The Government Accountability Office issued a report  earlier this summer summarizing its investigation into how the VA handles claims for a “Total Disability Rating Based on Individual Unemployability,” also known as a “TDIU.” In short, a TDIU  is a benefit under which a veteran is paid disability compensation at the 100 percent level, even if his or her service-connected conditions have not been assigned ratings that reach that level. It is given to veterans who, due to their service-connected disabilities, are unable to get and hold a job.

It is not often that we are allowed to peer behind the curtain of what goes on within the VA offices where decisions are made on veterans’ claims, and this report offers some alarming information. In reviewing the report, I was struck by something rather startling: many of the people who are supposed to decide your claims do not know what they are doing. This might sound harsh, and you will probably think that I’m biased because I fight the VA for a living. But before you stop reading, please hear me out.

According to the report, VA employees in five of the eleven groups that were interviewed disagreed on what information they were allowed to consider in deciding a TDIU claim, specifically disagreeing on whether they could consider “age, education, work history, and enrollment in training programs” in making their decisions. What is troubling about this is that various laws and court cases are crystal clear on these points. For instance, while VA employees apparently disagreed on whether they are allowed to consider a veteran’s education and work history, VA’s own rules  mandate consideration of “employment history” and “educational and vocational attainment.” Similarly, while VA employees could not agree whether they were allowed to consider a veteran’s age in deciding a TDIU case, VA has a rule  which specifically states that “age may not be considered as a factor in evaluating… unemployability.” Shockingly, at least some VA decision-makers were blissfully unaware of their own agency’s rules.

The report also discussed a VA decision-maker who was unsure how to handle a specific TDIU case. The report indicates that a veteran was seeking a TDIU based on blindness and suffered from a service-connected condition of the eyes in addition to age-related vision impairments. According to the report, “the rating specialist noted… [that she] had difficulty separating the effect of the service-connected disability from the non-service-connected [age-related eye disorders].” Once again, this VA employee’s issue seems to be a lack of training on what the law says. Over twenty years ago, in a case called Fluharty v. Derwinski, the U.S. Court of Appeals for Veterans Claims stated that the VA “may be unable to determine whether [veteran]’s unemployability is caused by his non-service-connected disabilities or by his service-connected disabilities,” and held that, “if that is the case, then the evidence may be so evenly balanced that the ‘benefit of the doubt’ doctrine found in 38 U.S.C. § 5107(b)  may apply.” In other words, the court told VA over twenty years ago how to handle this case, but apparently some VA employees still have not gotten the message.
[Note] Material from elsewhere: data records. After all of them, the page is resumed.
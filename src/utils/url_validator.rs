//! 落地页 URL 校验（发码时使用）

use url::Url;

#[derive(Debug, PartialEq, Eq)]
pub enum UrlValidationError {
    EmptyUrl,
    InvalidProtocol(String),
    InvalidFormat(String),
}

impl std::fmt::Display for UrlValidationError {
    fn fmt(&self, f: &mut std::fmt::Formatter<'_>) -> std::fmt::Result {
        match self {
            Self::EmptyUrl => write!(f, "URL cannot be empty"),
            Self::InvalidProtocol(proto) => write!(
                f,
                "Invalid protocol: {}. Only http:// and https:// are allowed",
                proto
            ),
            Self::InvalidFormat(msg) => write!(f, "Invalid URL format: {}", msg),
        }
    }
}

impl std::error::Error for UrlValidationError {}

/// 目标地址必须是可解析的 http(s) 绝对 URL
pub fn validate_destination_url(url: &str) -> Result<Url, UrlValidationError> {
    let url = url.trim();
    if url.is_empty() {
        return Err(UrlValidationError::EmptyUrl);
    }

    let parsed = Url::parse(url).map_err(|e| UrlValidationError::InvalidFormat(e.to_string()))?;
    match parsed.scheme() {
        "http" | "https" => Ok(parsed),
        other => Err(UrlValidationError::InvalidProtocol(format!("{}:", other))),
    }
}
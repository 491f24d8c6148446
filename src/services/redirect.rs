//! Tracking link redirect
//!
//! Looks up the link (cached), records the click in the background and
//! builds the destination URL tagged with `ref_code=<short_code>`.

use std::sync::Arc;

use tracing::debug;
use url::Url;

use super::attribution::REF_CODE_PARAM;
use crate::analytics::{ClickDetail, ClickRecorder};
use crate::storage::SeaOrmStorage;

/// Request metadata captured for the click log
#[derive(Debug, Clone, Default)]
pub struct ClickMeta {
    pub ip_address: Option<String>,
    pub user_agent: Option<String>,
    pub referer: Option<String>,
}

/// Set `ref_code=<short_code>` on the destination URL.
///
/// An existing `ref_code` pair is replaced, other pairs and the fragment are
/// kept. Destinations that do not parse get the pair appended textually.
pub fn append_ref_code(destination: &str, short_code: &str) -> String {
    match Url::parse(destination) {
        Ok(mut url) => {
            let kept: Vec<(String, String)> = url
                .query_pairs()
                .filter(|(key, _)| key != REF_CODE_PARAM)
                .map(|(key, value)| (key.into_owned(), value.into_owned()))
                .collect();
            {
                let mut pairs = url.query_pairs_mut();
                pairs.clear();
                for (key, value) in &kept {
                    pairs.append_pair(key, value);
                }
                pairs.append_pair(REF_CODE_PARAM, short_code);
            }
            url.to_string()
        }
        Err(_) => {
            let (base, fragment) = match destination.split_once('#') {
                Some((base, fragment)) => (base, Some(fragment)),
                None => (destination, None),
            };
            let separator = if !base.contains('?') {
                "?"
            } else if base.ends_with('?') || base.ends_with('&') {
                ""
            } else {
                "&"
            };
            let mut target = format!(
                "{}{}{}={}",
                base,
                separator,
                REF_CODE_PARAM,
                urlencoding::encode(short_code)
            );
            if let Some(fragment) = fragment {
                target.push('#');
                target.push_str(fragment);
            }
            target
        }
    }
}

pub struct RedirectService {
    storage: Arc<SeaOrmStorage>,
    recorder: ClickRecorder,
}

impl RedirectService {
    pub fn new(storage: Arc<SeaOrmStorage>, recorder: ClickRecorder) -> Self {
        Self { storage, recorder }
    }

    /// Resolve a short code to its redirect target; `None` for unknown codes.
    pub async fn resolve(&self, short_code: &str, meta: ClickMeta) -> Option<String> {
        let Some(link) = self.storage.find_link_cached(short_code).await else {
            debug!("Redirect link not found: {}", short_code);
            return None;
        };

        self.recorder.record(ClickDetail::new(link.id).with_request_info(
            meta.ip_address,
            meta.user_agent,
            meta.referer,
        ));

        Some(append_ref_code(&link.destination_url, &link.short_code))
    }
}

#[cfg(test)]
mod tests {
    use super::*;

    #[test]
    fn test_append_to_plain_url() {
        assert_eq!(
            append_ref_code("https://shop.example.com/p", "abc123"),
            "https://shop.example.com/p?ref_code=abc123"
        );
    }

    #[test]
    fn test_existing_pair_is_replaced() {
        assert_eq!(
            append_ref_code("https://shop.example.com/p?a=1&ref_code=old#top", "abc123"),
            "https://shop.example.com/p?a=1&ref_code=abc123#top"
        );
    }

    #[test]
    fn test_unparsable_destination_gets_textual_pair() {
        assert_eq!(append_ref_code("/landing", "abc"), "/landing?ref_code=abc");
        assert_eq!(
            append_ref_code("/landing?x=1#frag", "abc"),
            "/landing?x=1&ref_code=abc#frag"
        );
        assert_eq!(append_ref_code("/landing?", "abc"), "/landing?ref_code=abc");
    }
}
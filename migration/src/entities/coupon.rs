use sea_orm::entity::prelude::*;

#[derive(Clone, Debug, PartialEq, DeriveEntityModel, Eq)]
#[sea_orm(table_name = "coupons")]
pub struct Model {
    #[sea_orm(primary_key)]
    pub id: i64,
    #[sea_orm(unique)]
    pub code: String,
    pub campaign_id: i64,
    /// NULL for generic coupons (credit the campaign only)
    pub influencer_id: Option<i64>,
    pub is_active: bool,
    /// Generation params as JSON text, e.g. {"prefix":"SUMMER","length":8}
    #[sea_orm(column_type = "Text", nullable)]
    pub settings: Option<String>,
    pub created_at: DateTimeUtc,
}

#[derive(Copy, Clone, Debug, EnumIter, DeriveRelation)]
pub enum Relation {}

impl ActiveModelBehavior for ActiveModel {}
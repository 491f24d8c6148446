//! 建立连接并迁移
//!
//! SQLite 单文件部署是默认形态：WAL 让统计读与事件写互不阻塞。
//! MySQL / PostgreSQL 走 SeaORM 连接池，超时取自 `database.timeout`。

use std::str::FromStr;
use std::time::Duration;

use sea_orm::sqlx::SqlitePool;
use sea_orm::sqlx::sqlite::{SqliteConnectOptions, SqliteJournalMode, SqliteSynchronous};
use sea_orm::{ConnectOptions, Database, DatabaseConnection, SqlxSqliteConnector};
use tracing::{debug, info};

use crate::config::DatabaseConfig;
use crate::errors::{AttributorError, Result};
use migration::{Migrator, MigratorTrait};

const SQLITE_BUSY_TIMEOUT: Duration = Duration::from_secs(5);
const POOL_IDLE_TIMEOUT: Duration = Duration::from_secs(300);
const POOL_MAX_LIFETIME: Duration = Duration::from_secs(3600);

/// 按后端名打开连接，随后执行全部未应用的迁移
pub async fn open(
    database_url: &str,
    backend_name: &str,
    config: &DatabaseConfig,
) -> Result<DatabaseConnection> {
    let db = match backend_name {
        "sqlite" => open_sqlite(database_url).await?,
        other => open_pooled(database_url, other, config).await?,
    };

    Migrator::up(&db, None)
        .await
        .map_err(|e| AttributorError::database_operation(format!("迁移失败: {}", e)))?;
    info!("Database migrations completed");

    Ok(db)
}

fn sqlite_options(database_url: &str) -> Result<SqliteConnectOptions> {
    let options = SqliteConnectOptions::from_str(database_url)
        .map_err(|e| AttributorError::database_config(format!("SQLite URL 解析失败: {}", e)))?;

    Ok(options
        .create_if_missing(true)
        .journal_mode(SqliteJournalMode::Wal)
        .synchronous(SqliteSynchronous::Normal)
        .busy_timeout(SQLITE_BUSY_TIMEOUT)
        .pragma("temp_store", "memory"))
}

async fn open_sqlite(database_url: &str) -> Result<DatabaseConnection> {
    let pool = SqlitePool::connect_with(sqlite_options(database_url)?)
        .await
        .map_err(|e| {
            AttributorError::database_connection(format!("无法连接到 SQLite 数据库: {}", e))
        })?;

    debug!("SQLite pool ready: {}", database_url);
    Ok(SqlxSqliteConnector::from_sqlx_sqlite_pool(pool))
}

fn pool_options(database_url: &str, config: &DatabaseConfig) -> ConnectOptions {
    let timeout = Duration::from_secs(config.timeout);
    let mut options = ConnectOptions::new(database_url.to_owned());
    options
        .max_connections(config.pool_size)
        .min_connections(config.pool_size.min(5))
        .connect_timeout(timeout)
        .acquire_timeout(timeout)
        .idle_timeout(POOL_IDLE_TIMEOUT)
        .max_lifetime(POOL_MAX_LIFETIME)
        .sqlx_logging(false);
    options
}

async fn open_pooled(
    database_url: &str,
    backend_name: &str,
    config: &DatabaseConfig,
) -> Result<DatabaseConnection> {
    Database::connect(pool_options(database_url, config))
        .await
        .map_err(|e| {
            AttributorError::database_connection(format!(
                "无法连接到 {} 数据库: {}",
                backend_name.to_uppercase(),
                e
            ))
        })
}

#[cfg(test)]
mod tests {
    use super::*;
    use migration::entities::customer_event;
    use sea_orm::{ConnectionTrait, DbBackend, EntityTrait, PaginatorTrait};
    use tempfile::TempDir;

    #[test]
    fn test_sqlite_options_reject_bad_url() {
        let err = sqlite_options("sqlite://events.db?mode=bogus").unwrap_err();
        assert!(matches!(err, AttributorError::DatabaseConfig(_)));
    }

    #[test]
    fn test_pool_options_follow_config() {
        let config = DatabaseConfig {
            pool_size: 3,
            timeout: 7,
            ..Default::default()
        };
        let options = pool_options("postgres://localhost/attr", &config);
        assert_eq!(options.get_max_connections(), Some(3));
        assert_eq!(options.get_min_connections(), Some(3));
        assert_eq!(options.get_acquire_timeout(), Some(Duration::from_secs(7)));
    }

    #[tokio::test]
    async fn test_open_sqlite_creates_file_and_schema() {
        let td = TempDir::new().unwrap();
        let path = td.path().join("fresh.db");
        let url = format!("sqlite://{}", path.display());

        let db = open(&url, "sqlite", &DatabaseConfig::default())
            .await
            .unwrap();
        assert!(path.exists());

        assert_eq!(db.get_database_backend(), DbBackend::Sqlite);
        let events = customer_event::Entity::find().count(&db).await.unwrap();
        assert_eq!(events, 0);
    }
}
//! Click event entity, one row per redirect hit (append-only)

use sea_orm::entity::prelude::*;

#[derive(Clone, Debug, PartialEq, DeriveEntityModel, Eq)]
#[sea_orm(table_name = "click_events")]
pub struct Model {
    #[sea_orm(primary_key)]
    pub id: i64,
    pub tracking_link_id: i64,
    pub clicked_at: DateTimeUtc,
    pub ip_address: Option<String>,
    #[sea_orm(column_type = "Text", nullable)]
    pub user_agent: Option<String>,
    #[sea_orm(column_type = "Text", nullable)]
    pub referer: Option<String>,
}

#[derive(Copy, Clone, Debug, EnumIter, DeriveRelation)]
pub enum Relation {
    #[sea_orm(
        belongs_to = "super::tracking_link::Entity",
        from = "Column::TrackingLinkId",
        to = "super::tracking_link::Column::Id"
    )]
    TrackingLink,
}

impl Related<super::tracking_link::Entity> for Entity {
    fn to() -> RelationDef {
        Relation::TrackingLink.def()
    }
}

impl ActiveModelBehavior for ActiveModel {}
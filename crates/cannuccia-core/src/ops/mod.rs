//! Long-running host operations driven by protocol events.
//!
//! Operations are owned values queued on the engine. The scheduler calls
//! [`Operation::start`] exactly once when an operation reaches the head of
//! the queue, then feeds it every [`CommsEvent`] until it reports
//! [`OpFlow::Done`]. An operation "waits" by returning to the event loop;
//! there is no blocking anywhere.
//!
//! Each operation carries a progress callback with the contract documented
//! on [`crate::events::ProgressHandler`]: the terminal report (100 or a
//! negative error code) doubles as the done signal, and a done operation is
//! removed from the queue before any further event can reach it.

mod flash_elf;
mod start_stop;

pub use flash_elf::FlashElfOp;
pub use start_stop::{StartDevicesOp, StopDevicesOp};

use crate::can::CanBackend;
use crate::comms::Comms;
use crate::events::{CommsEvent, LogHandler, LogLevel};

/// Whether an operation is still running after a dispatch.
#[derive(Debug, Clone, Copy, PartialEq, Eq)]
pub enum OpFlow {
    Pending,
    Done,
}

/// The narrow engine view an operation acts through while being dispatched.
pub struct OpCtx<'a, C: CanBackend> {
    pub comms: &'a mut Comms,
    pub can: &'a mut C,
    pub(crate) log: Option<&'a mut LogHandler>,
}

impl<'a, C: CanBackend> OpCtx<'a, C> {
    /// Forwards a message to the user's log sink, if one is installed.
    pub fn log(&mut self, level: LogLevel, message: &str) {
        if let Some(handler) = self.log.as_mut() {
            handler(level, message);
        }
    }
}

/// A queued host operation.
pub enum Operation {
    StartDevices(StartDevicesOp),
    StopDevices(StopDevicesOp),
    FlashElf(FlashElfOp),
}

impl Operation {
    /// Kicks the operation off; called once by the scheduler.
    pub(crate) fn start<C: CanBackend>(&mut self, ctx: &mut OpCtx<'_, C>) -> OpFlow {
        match self {
            Operation::StartDevices(op) => op.start(ctx),
            Operation::StopDevices(op) => op.start(ctx),
            Operation::FlashElf(op) => op.start(ctx),
        }
    }

    /// Feeds one protocol event to the operation.
    pub(crate) fn handle_event<C: CanBackend>(
        &mut self,
        ctx: &mut OpCtx<'_, C>,
        event: &CommsEvent,
    ) -> OpFlow {
        match self {
            Operation::StartDevices(op) => op.handle_event(ctx, event),
            Operation::StopDevices(op) => op.handle_event(ctx, event),
            Operation::FlashElf(op) => op.handle_event(ctx, event),
        }
    }

    pub(crate) fn name(&self) -> &'static str {
        match self {
            Operation::StartDevices(_) => "StartDevices",
            Operation::StopDevices(_) => "StopDevices",
            Operation::FlashElf(_) => "FlashElf",
        }
    }
}
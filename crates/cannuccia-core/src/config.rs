//! Engine configuration.

use std::path::Path;

use serde::{Deserialize, Serialize};
use thiserror::Error;

#[derive(Error, Debug)]
pub enum ConfigError {
    #[error("Failed to read config file: {0}")]
    Io(#[from] std::io::Error),

    #[error("Failed to parse config file: {0}")]
    Parse(#[from] toml::de::Error),

    #[error("Failed to serialize config: {0}")]
    Serialize(#[from] toml::ser::Error),
}

/// CAN binding configuration for the engine.
#[derive(Debug, Clone, Serialize, Deserialize)]
pub struct Config {
    /// CAN driver to use, e.g. "socketcan".
    pub can_backend: String,
    /// Interface name within that driver, e.g. "vcan0".
    pub can_interface: String,
}

impl Default for Config {
    fn default() -> Self {
        Self {
            can_backend: "socketcan".to_string(),
            can_interface: String::new(),
        }
    }
}

impl Config {
    /// Load configuration from a TOML file.
    pub fn load_from_file<P: AsRef<Path>>(path: P) -> Result<Self, ConfigError> {
        let content = std::fs::read_to_string(path)?;
        let config: Config = toml::from_str(&content)?;
        Ok(config)
    }

    /// Save configuration to a TOML file.
    pub fn save_to_file<P: AsRef<Path>>(&self, path: P) -> Result<(), ConfigError> {
        let content = toml::to_string_pretty(self)?;
        std::fs::write(path, content)?;
        Ok(())
    }
}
The glimpse into the world of VA gives us two examples of VA employees who simply do not understand the rules which they must follow. I do not know why these decision-makers cannot understand the law, but I am certain that their failure to understand and follow the law has led to some veterans being denied the benefits that they deserve. This lack of understanding is, without a question, not limited to TDIU claims and likely extends to other VA benefits. The failure to train VA employees on what the law says and how to follow it is one of the many reasons that the VA is broken.